# [Your task]
Go through the records below and return each line that has "collections" in it.

# [Given data]
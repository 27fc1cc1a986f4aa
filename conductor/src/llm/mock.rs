//! Mock LLM for tests and offline runs.
//!
//! Replies are scripted up front and consumed in order; every call is recorded
//! (messages plus the names of the tools offered) so tests can assert on what
//! the agents sent.

use std::collections::VecDeque;
use std::sync::Mutex;

use async_trait::async_trait;

use crate::error::AgentError;
use crate::llm::{LlmClient, LlmResponse};
use crate::message::{Message, ToolCall};
use crate::tool_source::ToolSpec;

/// One scripted reply.
#[derive(Debug, Clone, Default)]
pub struct MockReply {
    pub content: String,
    pub tool_calls: Vec<ToolCall>,
}

impl MockReply {
    pub fn text(content: impl Into<String>) -> Self {
        Self {
            content: content.into(),
            tool_calls: vec![],
        }
    }

    /// Reply whose text is the serialized JSON value (for structured calls).
    pub fn json(value: serde_json::Value) -> Self {
        Self::text(value.to_string())
    }

    /// Reply requesting a single tool call with `call-<name>` as id.
    pub fn tool_call(name: impl Into<String>, arguments: serde_json::Value) -> Self {
        let name = name.into();
        Self {
            content: String::new(),
            tool_calls: vec![ToolCall {
                id: Some(format!("call-{}", name)),
                name,
                arguments: arguments.to_string(),
            }],
        }
    }

    pub fn with_tool_calls(content: impl Into<String>, tool_calls: Vec<ToolCall>) -> Self {
        Self {
            content: content.into(),
            tool_calls,
        }
    }
}

/// A recorded call.
#[derive(Debug, Clone)]
pub struct MockCall {
    pub messages: Vec<Message>,
    /// Names of the tools offered; empty for plain calls.
    pub tools: Vec<String>,
}

/// Mock LLM: scripted replies in order, with an optional fallback once exhausted.
pub struct MockLlm {
    replies: Mutex<VecDeque<MockReply>>,
    fallback: Option<MockReply>,
    calls: Mutex<Vec<MockCall>>,
}

impl MockLlm {
    pub fn new(replies: Vec<MockReply>) -> Self {
        Self {
            replies: Mutex::new(replies.into()),
            fallback: None,
            calls: Mutex::new(Vec::new()),
        }
    }

    /// Mock that always answers with the same text.
    pub fn with_no_tool_calls(content: impl Into<String>) -> Self {
        Self::new(vec![]).with_fallback(MockReply::text(content))
    }

    /// Reply used once the scripted queue is empty.
    pub fn with_fallback(mut self, reply: MockReply) -> Self {
        self.fallback = Some(reply);
        self
    }

    /// Appends a reply to the script.
    pub fn push(&self, reply: MockReply) {
        if let Ok(mut q) = self.replies.lock() {
            q.push_back(reply);
        }
    }

    pub fn calls(&self) -> Vec<MockCall> {
        self.calls.lock().map(|c| c.clone()).unwrap_or_default()
    }

    pub fn remaining(&self) -> usize {
        self.replies.lock().map(|q| q.len()).unwrap_or(0)
    }

    fn next_reply(&self, messages: &[Message], tools: &[ToolSpec]) -> Result<LlmResponse, AgentError> {
        if let Ok(mut calls) = self.calls.lock() {
            calls.push(MockCall {
                messages: messages.to_vec(),
                tools: tools.iter().map(|t| t.name.clone()).collect(),
            });
        }
        let scripted = self
            .replies
            .lock()
            .map_err(|_| AgentError::ExecutionFailed("MockLlm lock poisoned".into()))?
            .pop_front();
        let reply = scripted.or_else(|| self.fallback.clone()).ok_or_else(|| {
            AgentError::ExecutionFailed("MockLlm: no scripted reply left".into())
        })?;
        Ok(LlmResponse {
            content: reply.content,
            tool_calls: reply.tool_calls,
            usage: None,
        })
    }
}

#[async_trait]
impl LlmClient for MockLlm {
    async fn invoke(&self, messages: &[Message]) -> Result<LlmResponse, AgentError> {
        self.next_reply(messages, &[])
    }

    async fn invoke_with_tools(
        &self,
        messages: &[Message],
        tools: &[ToolSpec],
    ) -> Result<LlmResponse, AgentError> {
        self.next_reply(messages, tools)
    }
}

#[cfg(test)]
mod tests {
    use super::*;

    /// **Scenario**: Scripted replies come back in order, then the fallback, and calls are recorded.
    #[tokio::test]
    async fn scripted_then_fallback() {
        let mock = MockLlm::new(vec![MockReply::text("one"), MockReply::tool_call("t", serde_json::json!({}))])
            .with_fallback(MockReply::text("again"));
        let msgs = [Message::user("q")];
        assert_eq!(mock.invoke(&msgs).await.unwrap().content, "one");
        let second = mock.invoke(&msgs).await.unwrap();
        assert_eq!(second.tool_calls[0].name, "t");
        assert_eq!(second.tool_calls[0].id.as_deref(), Some("call-t"));
        assert_eq!(mock.invoke(&msgs).await.unwrap().content, "again");
        assert_eq!(mock.calls().len(), 3);
        assert_eq!(mock.remaining(), 0);
    }

    /// **Scenario**: An exhausted script without fallback is an execution failure.
    #[tokio::test]
    async fn exhausted_script_fails() {
        let mock = MockLlm::new(vec![]);
        let err = mock.invoke(&[]).await.unwrap_err();
        assert!(matches!(err, AgentError::ExecutionFailed(_)));
    }
}
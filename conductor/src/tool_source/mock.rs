//! Mock tool source for tests: fixed tool list, canned results, recorded calls.

use std::collections::HashMap;
use std::sync::Mutex;

use async_trait::async_trait;
use serde_json::Value;

use super::{ToolCallContent, ToolSource, ToolSourceError, ToolSpec};

/// Canned outcome for one tool name.
#[derive(Debug, Clone)]
enum Outcome {
    Text(String),
    Fail(String),
}

/// Mock tool source: each registered tool returns a fixed text or a transport error.
#[derive(Default)]
pub struct MockToolSource {
    specs: Vec<ToolSpec>,
    outcomes: HashMap<String, Outcome>,
    calls: Mutex<Vec<(String, Value)>>,
}

impl MockToolSource {
    pub fn new() -> Self {
        Self::default()
    }

    fn spec(name: &str) -> ToolSpec {
        ToolSpec {
            name: name.to_string(),
            description: Some(format!("mock tool {}", name)),
            input_schema: serde_json::json!({ "type": "object" }),
        }
    }

    /// Adds a tool that returns `text` on every call.
    pub fn with_tool(mut self, name: &str, text: impl Into<String>) -> Self {
        self.specs.push(Self::spec(name));
        self.outcomes.insert(name.to_string(), Outcome::Text(text.into()));
        self
    }

    /// Adds a tool that fails with a transport error on every call.
    pub fn with_failing_tool(mut self, name: &str, error: impl Into<String>) -> Self {
        self.specs.push(Self::spec(name));
        self.outcomes.insert(name.to_string(), Outcome::Fail(error.into()));
        self
    }

    /// Calls made so far: (tool name, arguments).
    pub fn calls(&self) -> Vec<(String, Value)> {
        self.calls.lock().map(|c| c.clone()).unwrap_or_default()
    }
}

#[async_trait]
impl ToolSource for MockToolSource {
    async fn list_tools(&self) -> Result<Vec<ToolSpec>, ToolSourceError> {
        Ok(self.specs.clone())
    }

    async fn call_tool(
        &self,
        name: &str,
        arguments: Value,
    ) -> Result<ToolCallContent, ToolSourceError> {
        if let Ok(mut calls) = self.calls.lock() {
            calls.push((name.to_string(), arguments));
        }
        match self.outcomes.get(name) {
            Some(Outcome::Text(text)) => Ok(ToolCallContent::from(text.clone())),
            Some(Outcome::Fail(e)) => Err(ToolSourceError::Transport(e.clone())),
            None => Err(ToolSourceError::NotFound(name.to_string())),
        }
    }
}
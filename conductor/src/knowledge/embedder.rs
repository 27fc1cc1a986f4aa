//! Embedder trait plus a deterministic offline implementation.

use std::collections::hash_map::DefaultHasher;
use std::hash::{Hash, Hasher};

use async_trait::async_trait;

use super::KnowledgeError;

/// Produces fixed-size float vectors from text.
#[async_trait]
pub trait Embedder: Send + Sync {
    /// One vector per input text, same order, each of length [`Embedder::dimension`].
    async fn embed(&self, texts: &[&str]) -> Result<Vec<Vec<f32>>, KnowledgeError>;

    fn dimension(&self) -> usize;
}

/// Bag-of-words embedder: lowercase alphanumeric tokens hashed into buckets,
/// L2-normalized. No network; texts sharing words land close together.
pub struct HashingEmbedder {
    dimension: usize,
}

impl HashingEmbedder {
    pub fn new(dimension: usize) -> Self {
        Self {
            dimension: dimension.max(1),
        }
    }

    fn embed_one(&self, text: &str) -> Vec<f32> {
        let mut v = vec![0f32; self.dimension];
        for token in text
            .split(|c: char| !c.is_alphanumeric())
            .filter(|t| !t.is_empty())
        {
            let mut hasher = DefaultHasher::new();
            token.to_lowercase().hash(&mut hasher);
            let bucket = (hasher.finish() % self.dimension as u64) as usize;
            v[bucket] += 1.0;
        }
        let norm = v.iter().map(|x| x * x).sum::<f32>().sqrt();
        if norm > 0.0 {
            v.iter_mut().for_each(|x| *x /= norm);
        }
        v
    }
}

impl Default for HashingEmbedder {
    fn default() -> Self {
        Self::new(256)
    }
}

#[async_trait]
impl Embedder for HashingEmbedder {
    async fn embed(&self, texts: &[&str]) -> Result<Vec<Vec<f32>>, KnowledgeError> {
        Ok(texts.iter().map(|t| self.embed_one(t)).collect())
    }

    fn dimension(&self) -> usize {
        self.dimension
    }
}
//! Built-in tools and the registry that exposes them as a `ToolSource`.

mod registry;
mod r#trait;
mod web_search;

pub use r#trait::Tool;
pub use registry::ToolRegistry;
pub use web_search::{WebSearchTool, TOOL_WEB_SEARCH};
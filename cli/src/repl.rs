//! Interactive loop: read a line, answer it, repeat until EOF or `/quit`.
//!
//! Slash commands: `/ingest FILE...`, `/history`, `/agents`, `/new`, `/quit`.

use std::io::Write;
use std::path::PathBuf;

use tokio::io::{AsyncBufReadExt, BufReader};

use cli::{render_agents, render_history, render_reply, CliError, OutputFormat, Session};

#[derive(Debug, PartialEq, Eq)]
enum Input {
    Message(String),
    Ingest(Vec<PathBuf>),
    History,
    Agents,
    New,
    Quit,
    Unknown(String),
}

fn parse_line(line: &str) -> Option<Input> {
    let line = line.trim();
    if line.is_empty() {
        return None;
    }
    if !line.starts_with('/') {
        return Some(Input::Message(line.to_string()));
    }
    let mut parts = line.split_whitespace();
    let cmd = parts.next().unwrap_or_default();
    Some(match cmd.to_lowercase().as_str() {
        "/quit" | "/exit" => Input::Quit,
        "/history" => Input::History,
        "/agents" => Input::Agents,
        "/new" => Input::New,
        "/ingest" => Input::Ingest(parts.map(PathBuf::from).collect()),
        _ => Input::Unknown(cmd.to_string()),
    })
}

async fn handle(session: &mut Session, input: Input, format: OutputFormat) -> Result<(), CliError> {
    match input {
        Input::Message(text) => {
            let res = session.ask(&text).await?;
            println!("{}", render_reply(&res, format)?);
        }
        Input::Ingest(paths) if paths.is_empty() => eprintln!("usage: /ingest FILE..."),
        Input::Ingest(paths) => {
            let added = session.ingest(&paths).await?;
            println!("Added {} chunks.", added);
        }
        Input::History => {
            let history = session.history().await?;
            let thread = session.thread_id().unwrap_or_default().to_string();
            println!("{}", render_history(&thread, &history, format)?);
        }
        Input::Agents => println!("{}", render_agents(&session.service().list_agents(), format)?),
        Input::New => {
            session.reset()?;
            println!("Started a new conversation.");
        }
        Input::Unknown(cmd) => eprintln!("unknown command: {}", cmd),
        Input::Quit => {}
    }
    Ok(())
}

/// Runs until EOF or `/quit`. Errors of one turn are printed and the loop continues.
pub async fn run(session: &mut Session, format: OutputFormat) -> Result<(), CliError> {
    let mut lines = BufReader::new(tokio::io::stdin()).lines();
    loop {
        print!("> ");
        std::io::stdout().flush()?;
        let Some(line) = lines.next_line().await? else {
            break;
        };
        let Some(input) = parse_line(&line) else {
            continue;
        };
        if input == Input::Quit {
            break;
        }
        if let Err(e) = handle(session, input, format).await {
            eprintln!("error: {}", e);
        }
    }
    if let Some(id) = session.thread_id() {
        eprintln!("thread: {}", id);
    }
    Ok(())
}

#[cfg(test)]
mod tests {
    use super::*;

    #[test]
    fn parses_messages_and_commands() {
        assert_eq!(parse_line("   "), None);
        assert_eq!(parse_line(" hello "), Some(Input::Message("hello".into())));
        assert_eq!(parse_line("/QUIT"), Some(Input::Quit));
        assert_eq!(parse_line("/exit"), Some(Input::Quit));
        assert_eq!(parse_line("/history"), Some(Input::History));
        assert_eq!(
            parse_line("/ingest a.txt b.txt"),
            Some(Input::Ingest(vec!["a.txt".into(), "b.txt".into()]))
        );
        assert_eq!(parse_line("/frobnicate"), Some(Input::Unknown("/frobnicate".into())));
    }
}
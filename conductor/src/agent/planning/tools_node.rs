//! Tools node: run every call of the last tool request, one result message per call.
//!
//! Tool failures (unknown tool, bad arguments, transport) become result messages
//! for the model to read; they never abort the run.

use std::sync::Arc;

use async_trait::async_trait;
use futures::future::join_all;
use serde_json::Value;

use crate::error::AgentError;
use crate::graph::{Next, Node};
use crate::message::{Message, ToolCall};
use crate::tool_source::{ToolSource, ToolSourceError};

use super::PlanState;

pub struct ToolsNode {
    tools: Arc<dyn ToolSource>,
}

impl ToolsNode {
    pub fn new(tools: Arc<dyn ToolSource>) -> Self {
        Self { tools }
    }

    async fn call(&self, call: &ToolCall) -> Result<String, ToolSourceError> {
        let args = parse_arguments(&call.arguments)?;
        let content = self.tools.call_tool(&call.name, args).await?;
        Ok(content.text)
    }
}

/// Empty arguments mean `{}`; anything else must be a JSON object.
fn parse_arguments(raw: &str) -> Result<Value, ToolSourceError> {
    if raw.trim().is_empty() {
        return Ok(Value::Object(Default::default()));
    }
    match serde_json::from_str::<Value>(raw) {
        Ok(v @ Value::Object(_)) => Ok(v),
        Ok(other) => Err(ToolSourceError::InvalidInput(format!(
            "expected a JSON object, got {}",
            other
        ))),
        Err(e) => Err(ToolSourceError::InvalidInput(e.to_string())),
    }
}

pub(super) fn tool_error_message(call: &ToolCall, error: &ToolSourceError) -> String {
    format!(
        "Error executing tool '{}' with arguments {}: {}",
        call.name, call.arguments, error
    )
}

#[async_trait]
impl Node<PlanState> for ToolsNode {
    fn id(&self) -> &str {
        "tools"
    }

    async fn run(&self, state: PlanState) -> Result<(PlanState, Next), AgentError> {
        let calls = match state.messages.last() {
            Some(Message::ToolRequest { tool_calls, .. }) => tool_calls.clone(),
            _ => Vec::new(),
        };
        // Calls run concurrently; results keep the request order.
        let results = join_all(calls.iter().map(|call| self.call(call))).await;
        let mut state = state;
        for (call, result) in calls.iter().zip(results) {
            let content = match result {
                Ok(text) => {
                    tracing::debug!(tool = %call.name, "tool call succeeded");
                    text
                }
                Err(e) => {
                    tracing::warn!(tool = %call.name, error = %e, "tool call failed");
                    tool_error_message(call, &e)
                }
            };
            state.messages.push(Message::tool_result(call, content));
        }
        Ok((state, Next::Continue))
    }
}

# [Task response]
use std::collections::VecDeque;
use std::collections::HashMap;
use std::collections::hash_map::DefaultHasher;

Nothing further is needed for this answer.